Work instructions
How many lines of these entries hold the string "Option"? Answer with the number alone.

········

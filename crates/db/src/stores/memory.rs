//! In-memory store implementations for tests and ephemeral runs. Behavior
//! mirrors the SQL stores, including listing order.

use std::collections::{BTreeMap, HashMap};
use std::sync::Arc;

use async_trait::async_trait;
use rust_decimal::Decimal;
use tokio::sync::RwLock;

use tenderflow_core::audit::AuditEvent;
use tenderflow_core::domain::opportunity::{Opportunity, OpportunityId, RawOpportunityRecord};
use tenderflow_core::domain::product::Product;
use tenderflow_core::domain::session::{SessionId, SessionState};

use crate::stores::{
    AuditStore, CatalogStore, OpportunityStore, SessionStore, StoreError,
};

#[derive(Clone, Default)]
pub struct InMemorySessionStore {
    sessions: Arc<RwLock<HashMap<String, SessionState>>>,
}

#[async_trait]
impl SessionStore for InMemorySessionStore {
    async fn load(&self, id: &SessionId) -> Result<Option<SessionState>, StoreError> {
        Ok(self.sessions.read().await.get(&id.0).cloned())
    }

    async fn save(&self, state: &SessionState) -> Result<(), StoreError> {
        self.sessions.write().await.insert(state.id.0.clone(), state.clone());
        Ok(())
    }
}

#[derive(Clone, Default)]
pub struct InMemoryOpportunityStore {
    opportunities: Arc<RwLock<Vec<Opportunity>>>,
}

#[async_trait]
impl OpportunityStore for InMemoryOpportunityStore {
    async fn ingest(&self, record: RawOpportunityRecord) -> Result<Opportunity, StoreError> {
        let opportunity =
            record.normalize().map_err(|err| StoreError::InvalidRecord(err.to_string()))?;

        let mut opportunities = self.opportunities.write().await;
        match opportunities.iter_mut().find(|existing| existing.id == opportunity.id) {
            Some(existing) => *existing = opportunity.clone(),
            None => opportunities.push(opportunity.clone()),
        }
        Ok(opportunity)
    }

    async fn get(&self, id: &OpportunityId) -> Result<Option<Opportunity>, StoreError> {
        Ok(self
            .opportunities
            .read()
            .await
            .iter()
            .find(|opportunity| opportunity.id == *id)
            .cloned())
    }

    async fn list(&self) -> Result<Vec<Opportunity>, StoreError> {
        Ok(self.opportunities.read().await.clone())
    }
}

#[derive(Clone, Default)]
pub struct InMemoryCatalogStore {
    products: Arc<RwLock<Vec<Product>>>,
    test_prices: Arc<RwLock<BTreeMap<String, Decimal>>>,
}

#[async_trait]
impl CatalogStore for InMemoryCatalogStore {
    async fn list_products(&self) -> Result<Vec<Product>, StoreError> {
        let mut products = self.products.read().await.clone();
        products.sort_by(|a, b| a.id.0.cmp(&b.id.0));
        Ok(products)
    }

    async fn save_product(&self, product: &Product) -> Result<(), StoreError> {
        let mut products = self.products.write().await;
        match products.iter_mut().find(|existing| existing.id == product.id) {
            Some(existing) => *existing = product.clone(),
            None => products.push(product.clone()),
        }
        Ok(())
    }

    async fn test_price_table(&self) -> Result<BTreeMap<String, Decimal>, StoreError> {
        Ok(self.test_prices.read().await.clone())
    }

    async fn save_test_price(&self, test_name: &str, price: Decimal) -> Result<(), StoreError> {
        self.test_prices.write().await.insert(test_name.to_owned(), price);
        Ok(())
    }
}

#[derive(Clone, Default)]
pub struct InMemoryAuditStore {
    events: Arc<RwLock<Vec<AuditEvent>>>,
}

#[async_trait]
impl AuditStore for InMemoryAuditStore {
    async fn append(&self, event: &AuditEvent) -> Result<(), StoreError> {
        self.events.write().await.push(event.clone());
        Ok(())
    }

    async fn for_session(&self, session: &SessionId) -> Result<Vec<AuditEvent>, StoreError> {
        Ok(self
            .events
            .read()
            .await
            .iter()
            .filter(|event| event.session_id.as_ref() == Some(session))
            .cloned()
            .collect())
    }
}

········

Solution
2